The story follows Keita Ali, a young runner who has made it out of his dangerous homeland but now finds himself constantly running from the authorities in a country where he is considered an illegal person. As a marathoner, Keita races to win prize money, but his successes draw attention from all sides.
Following Keita as he struggles to survive undetected by the authorities, the story delves into larger issues, such as corruption within the government that infringes on basic rights and freedoms of parts of the population. The novel follows two reporters who investigate these issues, and who also become entwined in Keita’s story.
Set mostly in the near future in a fictional country, The Illegal explores timely, political issues without overtly situating itself in the current political climate. Its lack of rootedness in today’s world allows it to stand as part metaphor, part possibility.
Keita, as a long-distance runner, serves as a strong symbol of refugeehood because he is always on the move. The focus on athletics and the constant movement of running gives Keita’s incessant search for safety a kind of urgency and anxiety.
Hill’s writing is graceful and crisp, and the 400-page novel reads fairly quickly. The story is engrossing, though the characters do often fall into clear-cut categories of good and bad, which can sometimes make them appear slightly one-dimensional. Along the same lines, the ending feels too neat, perhaps almost boarding on formulaic—everything ties up nice and tidy when the antagonists get caught and the rest of the characters are free to live happily. The opportunity for greater nuance is often presented in the novel, but not always followed through.
However, despite this, The Illegal is powerful because of the way it relates to the current state of the world.
2015 saw a mass exodus of people leaving parts of the Middle East and entering Europe; the world is facing the largest refugee crisis since World War II. For months now, the news has been filled with stories of people making dangerous journeys to safety and the subsequent effects of their presence on the communities they arrive in.

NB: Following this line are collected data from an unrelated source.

/// Deletes the node at `index`. Deleting a leaf collapses any immediately
/// enclosing `(control, leaf, close)` triad outward while the pattern holds.
/// Deleting a control with `delete_children` first deletes, non-recursively,
/// any fallback/sequence children at the next level so alternation survives
/// the splice, then removes the control and its matching close.
pub fn delete_node(
    grammar: &Grammar,
    genotype: &mut Genotype,
    mut index: usize,
    delete_children: bool,
) -> Result<(), BtLearnError> {
    if grammar.is_leaf(&genotype[index]) {
        while index > 0
            && index + 1 < genotype.len()
            && grammar.is_control(&genotype[index - 1])
            && grammar.is_up(&genotype[index + 1])
        {
            genotype.remove(index - 1);
            // the close shifted onto index after the first removal
            genotype.remove(index);
            index -= 1;
        }
    } else if grammar.is_control(&genotype[index]) {
        if delete_children {
            let child_scopes = grammar.child_control_scopes(genotype, index + 1);
            for &child in child_scopes.iter().rev() {
                delete_node(grammar, genotype, child, false)?;
            }
        }
        let close = grammar.matching_close(genotype, index)?;
        genotype.remove(close);
    }

    genotype.remove(index);
    Ok(())
}

/// Mutates a single gene: with probability `p_delete` deletes at a random
/// index, with probability `p_add` inserts, otherwise substitutes; repairs
/// via `close` and retries with a fresh index until the result is valid and
/// differs from the input. Returns the empty sentinel after exhausting the
/// attempt budget.
pub fn mutate_gene<R: Rng>(
    grammar: &Grammar,
    genotype: &Genotype,
    p_add: f64,
    p_delete: f64,
    rng: &mut R,
) -> Result<Genotype, BtLearnError> {
    if p_add < 0.0 || p_delete < 0.0 {
        return Err(BtLearnError::Configuration(
            "Mutation probabilities must not be negative".to_string(),
        ));
    }
    if p_add + p_delete > 1.0 {
        return Err(BtLearnError::Configuration(
            "Sum of the mutation probabilities must not exceed 1".to_string(),
        ));
    }

    for _ in 0..MAX_ATTEMPTS {
        let mut mutated = genotype.clone();
        let index = rng.gen_range(0..genotype.len());
        let roll = rng.gen::<f64>();

        if roll < p_delete {
            delete_node(grammar, &mut mutated, index, true)?;
        } else if roll < p_delete + p_add {
            add_node(grammar, &mut mutated, index, None, rng)?;
        } else {
            change_node(grammar, &mut mutated, index, None, rng)?;
        }

        grammar.close(&mut mutated);

        if grammar.validate(&mutated) && mutated != *genotype {
            return Ok(mutated);
        }
    }

    log::debug!("gene mutation exhausted after {} attempts", MAX_ATTEMPTS);
    Ok(Genotype::new())
}

/// Crossover between two valid genotypes at random subtree roots. Both
/// offspring must validate for a swap to be accepted; after exhausting the
/// attempt budget an empty pair is returned.
pub fn crossover_genome<R: Rng>(
    grammar: &Grammar,
    genotype1: &Genotype,
    genotype2: &Genotype,
    rng: &mut R,
) -> Result<(Genotype, Genotype), BtLearnError> {
    if !grammar.validate(genotype1) || !grammar.validate(genotype2) {
        return Err(BtLearnError::InvalidGenotype(
            "crossover requires two valid genotypes".to_string(),
        ));
    }

    for _ in 0..MAX_ATTEMPTS {
        let mut offspring1 = genotype1.clone();
        let mut offspring2 = genotype2.clone();
        let index1 = random_subtree_root(grammar, genotype1, rng);
        let index2 = random_subtree_root(grammar, genotype2, rng);

        swap_subtrees(grammar, &mut offspring1, &mut offspring2, index1, index2)?;

        if grammar.validate(&offspring1) && grammar.validate(&offspring2) {
            return Ok((offspring1, offspring2));
        }
    }

    log::debug!("crossover exhausted after {} attempts", MAX_ATTEMPTS);
    Ok((Genotype::new(), Genotype::new()))
}

/// Swaps the subtrees rooted at the given indices between two genotypes.
/// Close-marker indices root no subtree and leave both genotypes untouched.
pub fn swap_subtrees(
    grammar: &Grammar,
    genotype1: &mut Genotype,
    genotype2: &mut Genotype,
    index1: usize,
    index2: usize,
) -> Result<(), BtLearnError> {
    let subtree1 = grammar.subtree(genotype1, index1)?;
    let subtree2 = grammar.subtree(genotype2, index2)?;

    if subtree1.is_empty() || subtree2.is_empty() {
        return Ok(());
    }

    genotype1.splice(index1..index1 + subtree1.len(), subtree2.iter().cloned());
    genotype2.splice(index2..index2 + subtree2.len(), subtree1.into_iter());

    Ok(())
}

/// Index 0 only when the whole genotype is a single node; otherwise a random
/// interior index that roots a subtree.
fn random_subtree_root<R: Rng>(grammar: &Grammar, genotype: &Genotype, rng: &mut R) -> usize {
    if genotype.len() == 1 {
        return 0;
    }
    loop {
        let index = rng.gen_range(1..genotype.len());
        if grammar.is_subtree_root(genotype, index) {
            return index;
        }
    }
}

#[cfg(test)]
mod tests {
    use super::*;
    use crate::engines::generation::grammar::test_support::{genotype, grammar};
    use rand::rngs::StdRng;
    use rand::SeedableRng;

    #[test]
    fn test_change_control_to_leaf_collapses_scope() {
        let grammar = grammar();
        let mut g = genotype(&["f(", "c1", "s(", "a1", "a2", ")", ")"]);
        change_node(
            &grammar,
            &mut g,
            2,
            Some("a3".to_string()),
            &mut StdRng::seed_from_u64(0),
        )
        .unwrap();
        assert_eq!(g, genotype(&["f(", "c1", "a3", "a1", "a2", ")"]));
    }

    #[test]
    fn test_change_behavior_leaf_to_control_wraps() {
        let grammar = grammar();
        let mut g = genotype(&["f(", "c1", "a1", ")"]);
        let mut rng = StdRng::seed_from_u64(1);
        change_node(&grammar, &mut g, 2, Some("s(".to_string()), &mut rng).unwrap();
        assert_eq!(g.len(), 7);
        assert_eq!(g[2], "s(");
        assert!(grammar.is_leaf(&g[3]));
        // the old behavior stays as the last child of the new scope
        assert_eq!(g[4], "a1");
        assert_eq!(g[5], ")");
    }

    #[test]
    fn test_change_condition_leaf_to_control_keeps_behavior_last() {
        let grammar = grammar();
        let mut g = genotype(&["s(", "c1", "a1", ")"]);
        let mut rng = StdRng::seed_from_u64(2);
        change_node(&grammar, &mut g, 1, Some("f(".to_string()), &mut rng).unwrap();
        assert_eq!(g[1], "f(");
        assert_eq!(g[2], "c1");
        assert!(grammar.is_behavior(&g[3]));
        assert_eq!(g[4], ")");
    }

    #[test]
    fn test_add_then_delete_leaf_restores_original() {
        let grammar = grammar();
        let original = genotype(&["s(", "c1", "a1", ")"]);
        let mut g = original.clone();
        let mut rng = StdRng::seed_from_u64(3);
        add_node(&grammar, &mut g, 2, Some("a2".to_string()), &mut rng).unwrap();
        assert_eq!(g, genotype(&["s(", "c1", "a2", "a1", ")"]));
        delete_node(&grammar, &mut g, 2, true).unwrap();
        assert_eq!(g, original);
    }

    #[test]
    fn test_add_control_at_root_wraps_whole_tree() {
        let grammar = grammar();
        let mut g = genotype(&["a1"]);
        let mut rng = StdRng::seed_from_u64(4);
        add_node(&grammar, &mut g, 0, Some("s(".to_string()), &mut rng).unwrap();
        assert_eq!(g.len(), 4);
        assert_eq!(g[0], "s(");
        assert_eq!(g[1], "a1");
        assert!(grammar.is_behavior(&g[2]));
        assert_eq!(g[3], ")");
    }

    #[test]
    fn test_add_conflicting_control_synthesizes_wrapper() {
        let grammar = grammar();
        let mut rng = StdRng::seed_from_u64(5);
        let mut valid_results = 0;
        for _ in 0..20 {
            let mut g = genotype(&["f(", "c1", "a1", ")"]);
            add_node(&grammar, &mut g, 1, Some("f(".to_string()), &mut rng).unwrap();
            grammar.close(&mut g);
            // an opposing sequence was interposed between the two fallbacks
            assert!(g.contains(&"s(".to_string()));
            if grammar.validate(&g) {
                valid_results += 1;
            }
        }
        // random filler leaves occasionally break family rules; the mutation
        // loop filters those, but most raw results must already be valid
        assert!(valid_results > 0);
    }

    #[test]
    fn test_delete_leaf_collapses_triad() {
        let grammar = grammar();
        let mut g = genotype(&["s(", "a1", "f(", "a2", ")", ")"]);
        delete_node(&grammar, &mut g, 3, true).unwrap();
        assert_eq!(g, genotype(&["s(", "a1", ")"]));
    }

    #[test]
    fn test_delete_control_splices_children_into_parent() {
        let grammar = grammar();
        let mut g = genotype(&["f(", "c1", "s(", "a1", "a2", ")", ")"]);
        delete_node(&grammar, &mut g, 2, true).unwrap();
        assert_eq!(g, genotype(&["f(", "c1", "a1", "a2", ")"]));
    }

    #[test]
    fn test_delete_control_removes_conflicting_children_first() {
        let grammar = grammar();
        // deleting the sequence leaves its fallback child; that child is
        // deleted first so the surviving grandchildren splice under the root
        let mut g = genotype(&["f(", "c1", "s(", "f(", "a1", "a2", ")", "a3", ")", ")"]);
        delete_node(&grammar, &mut g, 2, true).unwrap();
        grammar.close(&mut g);
        assert!(grammar.validate(&g), "got {:?}", g);
        assert!(!g.contains(&"s(".to_string()));
    }

    #[test]
    fn test_mutate_gene_rejects_bad_probabilities() {
        let grammar = grammar();
        let g = genotype(&["a1"]);
        let mut rng = StdRng::seed_from_u64(6);
        assert!(mutate_gene(&grammar, &g, -0.1, 0.0, &mut rng).is_err());
        assert!(mutate_gene(&grammar, &g, 0.7, 0.5, &mut rng).is_err());
    }

    #[test]
    fn test_mutate_gene_always_add_wraps_single_leaf() {
        let grammar = grammar();
        let g = genotype(&["a1"]);
        let mut rng = StdRng::seed_from_u64(7);
        let mutated = mutate_gene(&grammar, &g, 1.0, 0.0, &mut rng).unwrap();
        assert_eq!(mutated.len(), 4);
        assert!(grammar.is_control(&mutated[0]));
        assert!(mutated.contains(&"a1".to_string()));
        assert!(grammar.validate(&mutated));
    }

    #[test]
    fn test_mutate_gene_returns_valid_and_different() {
        let grammar = grammar();
        let g = genotype(&["f(", "c1", "s(", "a1", "a2", ")", ")"]);
        let mut rng = StdRng::seed_from_u64(8);
        for _ in 0..50 {
            let mutated = mutate_gene(&grammar, &g, 0.4, 0.3, &mut rng).unwrap();
            if mutated.is_empty() {
                continue;
            }
            assert!(grammar.validate(&mutated), "got {:?}", mutated);
            assert_ne!(mutated, g);
        }
    }

    #[test]
    fn test_swap_subtrees_twice_restores_both() {
        let grammar = grammar();
        let original1 = genotype(&["f(", "c1", "s(", "a1", "a2", ")", ")"]);
        let original2 = genotype(&["s(", "c2", "a3", ")"]);
        let mut g1 = original1.clone();
        let mut g2 = original2.clone();

        swap_subtrees(&grammar, &mut g1, &mut g2, 2, 2).unwrap();
        assert_eq!(g1, genotype(&["f(", "c1", "a3", ")"]));
        assert_eq!(g2, genotype(&["s(", "c2", "s(", "a1", "a2", ")", ")"]));

        swap_subtrees(&grammar, &mut g1, &mut g2, 2, 2).unwrap();
        assert_eq!(g1, original1);
        assert_eq!(g2, original2);
    }

    #[test]
    fn test_crossover_rejects_invalid_input() {
        let grammar = grammar();
        let valid = genotype(&["f(", "c1", "a1", ")"]);
        let invalid = genotype(&["c1", "c1"]);
        let mut rng = StdRng::seed_from_u64(9);
        assert!(crossover_genome(&grammar, &valid, &invalid, &mut rng).is_err());
    }

    #[test]
    fn test_crossover_produces_valid_offspring() {
        let grammar = grammar();
        let g1 = genotype(&["f(", "c1", "s(", "a1", "a2", ")", ")"]);
        let g2 = genotype(&["s(", "c2", "a3", ")"]);
        let mut rng = StdRng::seed_from_u64(10);
        for _ in 0..20 {
            let (o1, o2) = crossover_genome(&grammar, &g1, &g2, &mut rng).unwrap();
            assert!(!o1.is_empty() && !o2.is_empty());
            assert!(grammar.validate(&o1));
            assert!(grammar.validate(&o2));
        }
    }
}
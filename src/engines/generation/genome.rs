/// Genotype representation for genetic programming over behavior trees
///
/// A genotype is a flat sequence of string tokens encoding a behavior tree
/// in depth-first order. Control tokens open a scope, the close-marker token
/// ends the nearest open scope, and every other token is a leaf:
///
/// ```text
/// ["f(", "c1", "s(", "a1", "a2", ")", ")"]
/// ```
///
/// encodes a fallback whose children are the condition `c1` and a sequence
/// of the actions `a1` and `a2`.
///
/// # Why a flat sequence instead of a tree?
///
/// Genetic operators work best on simple, linear structures:
/// - **Crossover**: swapping subtrees is range splicing
/// - **Mutation**: inserting, deleting or substituting single tokens
/// - **Hashing**: the token sequence is directly usable as a cache key
///
/// The price is that not every sequence is a tree; the [`Grammar`] decides
/// which sequences are valid and repairs unbalanced ones.
///
/// [`Grammar`]: crate::engines::generation::grammar::Grammar
pub type Token = String;

/// Flat token-sequence encoding of a behavior tree.
pub type Genotype = Vec<Token>;

/// Renders a genotype as a single human-readable line, also used as the
/// deduplication signature in the hall of fame.
pub fn format_genotype(genotype: &[Token]) -> String {
    genotype.join(" ")
}
pub mod cache;
pub mod evaluator;

pub use cache::FitnessCache;
pub use evaluator::{Evaluation, FitnessEvaluator};
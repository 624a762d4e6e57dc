use super::traits::ConfigSection;
use crate::error::BtLearnError;
use serde::{Deserialize, Serialize};

/// Parameters for the genetic programming run.
#[derive(Debug, Clone, Serialize, Deserialize)]
pub struct GpConfig {
    /// Target length of initial random genotypes.
    pub ind_start_length: usize,
    /// Number of individuals in the population.
    pub n_population: usize,
    /// Fraction of the population selected as crossover parents.
    pub f_crossover: f64,
    /// Offspring pairs produced per two crossover parents.
    pub n_offspring_crossover: usize,
    /// Fraction of the population selected as mutation parents.
    pub f_mutation: f64,
    /// Mutants produced per mutation parent.
    pub n_offspring_mutation: usize,
    pub parent_selection: SelectionMethod,
    pub survivor_selection: SelectionMethod,
    /// Fraction of the population kept unconditionally as elites.
    pub f_elites: f64,
    /// Fraction of parents that may survive into the next generation.
    pub f_parents: f64,
    /// Crossover offspring may also be selected for mutation.
    pub mutate_co_offspring: bool,
    /// Crossover parents may also be selected for mutation.
    pub mutate_co_parents: bool,
    /// Probability that a mutation inserts a token.
    pub mutation_p_add: f64,
    /// Probability that a mutation deletes a token.
    pub mutation_p_delete: f64,
    /// Offspring may be identical to an individual of the previous generation.
    pub allow_identical: bool,
    pub n_generations: usize,
    /// Bucket count of the fitness cache.
    pub hash_table_size: usize,
    pub rerun_fitness: RerunPolicy,
    pub hall_of_fame_size: usize,
    /// Base directory for run logs.
    pub log_dir: String,
    /// Name of the run, used for the log folder.
    pub log_name: String,
    /// Render the best individual through the evaluator at the end of the run.
    pub render_best: bool,
    /// Render every individual of the last generation.
    pub render_last_generation: bool,
    /// Log the full population each generation.
    pub verbose: bool,
    /// Seed for the run's random number generator; entropy-seeded when absent.
    #[serde(default, skip_serializing_if = "Option::is_none")]
    pub seed: Option<u64>,
}

/// Policy for re-evaluating a genotype that already has cached samples.
#[derive(Debug, Clone, Copy, PartialEq, Eq, Serialize, Deserialize)]
pub enum RerunPolicy {
    /// Reuse cached samples, never re-evaluate.
    Never,
    /// Re-evaluate with probability 1/n^2 given n cached samples.
    Probabilistic,
    /// Re-evaluate on every fitness request.
    Always,
}

#[derive(Debug, Clone, Copy, PartialEq, Eq, Serialize, Deserialize)]
pub enum SelectionMethod {
    Elitism,
    Tournament,
    Rank,
    Random,
    All,
}

impl Default for GpConfig {
    fn default() -> Self {
        Self {
            ind_start_length: 5,
            n_population: 8,
            f_crossover: 0.5,
            n_offspring_crossover: 1,
            f_mutation: 0.5,
            n_offspring_mutation: 1,
            parent_selection: SelectionMethod::Tournament,
            survivor_selection: SelectionMethod::Tournament,
            f_elites: 0.1,
            f_parents: 1.0,
            mutate_co_offspring: false,
            mutate_co_parents: false,
            mutation_p_add: 0.4,
            mutation_p_delete: 0.3,
            allow_identical: false,
            n_generations: 100,
            hash_table_size: 100_000,
            rerun_fitness: RerunPolicy::Probabilistic,
            hall_of_fame_size: 10,
            log_dir: "logs".to_string(),
            log_name: "1".to_string(),
            render_best: true,
            render_last_generation: false,
            verbose: false,
            seed: None,
        }
    }
}

impl GpConfig {
    pub fn n_crossover_parents(&self) -> usize {
        (self.f_crossover * self.n_population as f64).round() as usize
    }

    pub fn n_mutation_parents(&self) -> usize {
        (self.f_mutation * self.n_population as f64).round() as usize
    }

    pub fn n_elites(&self) -> usize {
        (self.f_elites * self.n_population as f64).round() as usize
    }

    pub fn n_surviving_parents(&self) -> usize {
        (self.f_parents * self.n_population as f64).round() as usize
    }
}

impl ConfigSection for GpConfig {
    fn section_name() -> &'static str {
        "evolution"
    }

    fn validate(&self) -> Result<(), BtLearnError> {
        if self.n_population < 2 {
            return Err(BtLearnError::Configuration(
                "Population size must be at least 2".to_string(),
            ));
        }
        if self.ind_start_length < 1 {
            return Err(BtLearnError::Configuration(
                "Initial genotype length must be at least 1".to_string(),
            ));
        }
        if self.n_generations < 1 {
            return Err(BtLearnError::Configuration(
                "Number of generations must be at least 1".to_string(),
            ));
        }
        if self.hash_table_size < 1 {
            return Err(BtLearnError::Configuration(
                "Hash table size must be at least 1".to_string(),
            ));
        }
        for (name, value) in [
            ("f_crossover", self.f_crossover),
            ("f_mutation", self.f_mutation),
            ("f_elites", self.f_elites),
            ("f_parents", self.f_parents),
        ] {
            if !(0.0..=1.0).contains(&value) {
                return Err(BtLearnError::Configuration(format!(
                    "{} must be between 0 and 1",
                    name
                )));
            }
        }
        if self.mutation_p_add < 0.0 || self.mutation_p_delete < 0.0 {
            return Err(BtLearnError::Configuration(
                "Mutation probabilities must not be negative".to_string(),
            ));
        }
        if self.mutation_p_add + self.mutation_p_delete > 1.0 {
            return Err(BtLearnError::Configuration(
                "Sum of the mutation probabilities must not exceed 1".to_string(),
            ));
        }
        if self.n_crossover_parents() % 2 != 0 {
            return Err(BtLearnError::Configuration(
                "Number of crossover parents must be an even number".to_string(),
            ));
        }
        Ok(())
    }
}
use thiserror::Error;

#[derive(Error, Debug)]
pub enum BtLearnError {
    #[error("Invalid genotype: {0}")]
    InvalidGenotype(String),

    #[error("Structural error: {0}")]
    Structural(String),

    #[error("Configuration error: {0}")]
    Configuration(String),

    #[error("Evaluation error: {0}")]
    Evaluation(String),

    #[error("IO error: {0}")]
    Io(#[from] std::io::Error),

    #[error("Serde error: {0}")]
    Serde(#[from] serde_json::Error),

    #[error("TOML error: {0}")]
    Toml(#[from] toml::de::Error),
}

pub type Result<T> = std::result::Result<T, BtLearnError>;
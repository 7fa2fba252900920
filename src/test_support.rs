//! Builders for synthetic OPT files used by unit tests.

use rootcause::Report;

use crate::document::OptDocument;
use crate::error::OptError;

/// Size of a six-word node header.
pub(crate) const NODE_HEADER_SIZE: usize = 24;

/// Little-endian writer that lays out an OPT file and back-patches pointers.
pub(crate) struct FileBuilder {
    bytes: Vec<u8>,
    global_offset: i32,
    version: i32,
    word_at: usize,
    roots_at: usize,
}

impl FileBuilder {
    /// Modern header: `-version`, body length, raw global offset, word, roots.
    pub(crate) fn modern(version: i32, global_offset: i32) -> Self {
        let mut file = FileBuilder {
            bytes: Vec::new(),
            global_offset,
            version,
            word_at: 0,
            roots_at: 0,
        };
        file.i32(-version);
        file.i32(0);
        file.i32(global_offset + 8);
        file.word_at = file.i16(2);
        file.roots_at = file.i32(0);
        file.i32(0);
        file
    }

    /// Legacy header: file length, raw global offset, word, roots.
    pub(crate) fn legacy(global_offset: i32) -> Self {
        let mut file = FileBuilder {
            bytes: Vec::new(),
            global_offset,
            version: 0,
            word_at: 0,
            roots_at: 0,
        };
        file.i32(0);
        file.i32(global_offset + 4);
        file.word_at = file.i16(2);
        file.roots_at = file.i32(0);
        file.i32(0);
        file
    }

    pub(crate) fn set_roots(&mut self, count: i32, table: i32) {
        self.patch_i32(self.roots_at, count);
        self.patch_i32(self.roots_at + 4, table);
    }

    /// Write a root table of `count` empty slots and point the header at it.
    pub(crate) fn root_table(&mut self, count: usize) -> usize {
        let table = self.pos();
        for _ in 0..count {
            self.i32(0);
        }
        self.set_roots(count as i32, self.ptr(table));
        table
    }

    pub(crate) fn set_unknown_word(&mut self, word: i16) {
        self.bytes[self.word_at..self.word_at + 2].copy_from_slice(&word.to_le_bytes());
    }

    pub(crate) fn pos(&self) -> usize {
        self.bytes.len()
    }

    /// Stored pointer for a stream position.
    pub(crate) fn ptr(&self, pos: usize) -> i32 {
        pos as i32 + self.global_offset
    }

    pub(crate) fn i32(&mut self, v: i32) -> usize {
        let at = self.pos();
        self.bytes.extend_from_slice(&v.to_le_bytes());
        at
    }

    pub(crate) fn i16(&mut self, v: i16) -> usize {
        let at = self.pos();
        self.bytes.extend_from_slice(&v.to_le_bytes());
        at
    }

    pub(crate) fn u16(&mut self, v: u16) -> usize {
        let at = self.pos();
        self.bytes.extend_from_slice(&v.to_le_bytes());
        at
    }

    pub(crate) fn f32(&mut self, v: f32) -> usize {
        let at = self.pos();
        self.bytes.extend_from_slice(&v.to_le_bytes());
        at
    }

    pub(crate) fn vec3(&mut self, v: [f32; 3]) -> usize {
        let at = self.pos();
        for c in v {
            self.f32(c);
        }
        at
    }

    pub(crate) fn vec2(&mut self, v: [f32; 2]) -> usize {
        let at = self.pos();
        for c in v {
            self.f32(c);
        }
        at
    }

    pub(crate) fn bytes(&mut self, data: &[u8]) -> usize {
        let at = self.pos();
        self.bytes.extend_from_slice(data);
        at
    }

    /// Fixed-width string field, NUL padded.
    pub(crate) fn string(&mut self, s: &str, width: usize) -> usize {
        let at = self.pos();
        let mut field = s.as_bytes().to_vec();
        field.resize(width, 0);
        self.bytes.extend_from_slice(&field);
        at
    }

    pub(crate) fn patch_i32(&mut self, at: usize, v: i32) {
        self.bytes[at..at + 4].copy_from_slice(&v.to_le_bytes());
    }

    /// Store a pointer to `target` at `at`.
    pub(crate) fn patch_ptr(&mut self, at: usize, target: usize) {
        let ptr = self.ptr(target);
        self.patch_i32(at, ptr);
    }

    /// Point root slot `index` of the table at `table` to `node`.
    pub(crate) fn set_slot(&mut self, table: usize, index: usize, node: usize) {
        self.patch_ptr(table + 4 * index, node);
    }

    /// Six-word structured header. Returns the node position.
    pub(crate) fn node_header(
        &mut self,
        name: i32,
        node_type: i32,
        child_count: i32,
        child_table: i32,
        data_count: i32,
        data_address: i32,
    ) -> usize {
        let at = self.i32(name);
        self.i32(node_type);
        self.i32(child_count);
        self.i32(child_table);
        self.i32(data_count);
        self.i32(data_address);
        at
    }

    /// Unnamed structured node whose payload starts right after its header.
    pub(crate) fn data_node(&mut self, node_type: i32, data_count: i32) -> usize {
        let data = self.ptr(self.pos() + NODE_HEADER_SIZE);
        self.node_header(0, node_type, 0, 0, data_count, data)
    }

    /// Unnamed structured node with an empty child table of `child_count`
    /// slots and `data_count` payload entries written by the caller after the
    /// table. Returns (node position, child table position).
    pub(crate) fn branch_node(
        &mut self,
        node_type: i32,
        child_count: i32,
        data_count: i32,
    ) -> (usize, usize) {
        let node = self.pos();
        let table = node + NODE_HEADER_SIZE;
        let data = table + 4 * child_count as usize;
        self.node_header(
            0,
            node_type,
            child_count,
            self.ptr(table),
            data_count,
            self.ptr(data),
        );
        for _ in 0..child_count {
            self.i32(0);
        }
        (node, table)
    }

    /// Legacy separator with an inline child table of `count` empty slots.
    /// Returns (node position, child table position).
    pub(crate) fn separator(&mut self, count: i32) -> (usize, usize) {
        let node = self.pos();
        let table = node + NODE_HEADER_SIZE;
        let sentinel = if self.version <= 2 { 1 } else { 0 };
        self.node_header(0, 0, count, self.ptr(table), sentinel, self.ptr(node));
        for _ in 0..count {
            self.i32(0);
        }
        (node, table)
    }

    /// Legacy inline payload prefix: 0, 0, 1, pointer to the next byte.
    pub(crate) fn inline_node(&mut self, node_type: i32) -> usize {
        let data = self.ptr(self.pos() + NODE_HEADER_SIZE);
        self.node_header(0, node_type, 0, 0, 1, data)
    }

    pub(crate) fn finish(mut self) -> Vec<u8> {
        let len = self.bytes.len() as i32;
        if self.version == 0 {
            self.patch_i32(0, len);
        } else {
            self.patch_i32(4, len - 8);
        }
        self.bytes
    }
}

/// Decode with default options, collecting diagnostics.
pub(crate) fn try_decode(bytes: &[u8]) -> (Result<OptDocument, Report<OptError>>, Vec<String>) {
    let mut messages = Vec::new();
    let mut sink = |m: &str| messages.push(m.to_owned());
    let result = OptDocument::parse(bytes, &mut sink);
    (result, messages)
}

/// Decode a file that must be well formed enough to succeed.
pub(crate) fn decode(bytes: &[u8]) -> (OptDocument, Vec<String>) {
    let (result, messages) = try_decode(bytes);
    match result {
        Ok(opt) => (opt, messages),
        Err(e) => panic!("decode failed: {e:?}\ndiagnostics: {messages:?}"),
    }
}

The Illegal touches on many of the aspects of the refugee crisis that fill the news, even down to the dangerous sea crossings that many people take to get to safety. By following the story of one man and taking a human perspective on the issue of refugeehood, this novel brings a massive social and political issue down to the molecular, individual level. It is effective in getting us to pay attention to stories that are easily overlooked.
Sometimes we need fiction to help us make sense of the world. The Illegal gives us the opportunity to understand refugeehood in ways that we otherwise might not consider. It is a novel that delves into the political, but more importantly, it is a story that is poignant and personal. It’s a reminder that the stories in our world are personal, too.
The Illegal was published in 2015 by HarperCollins.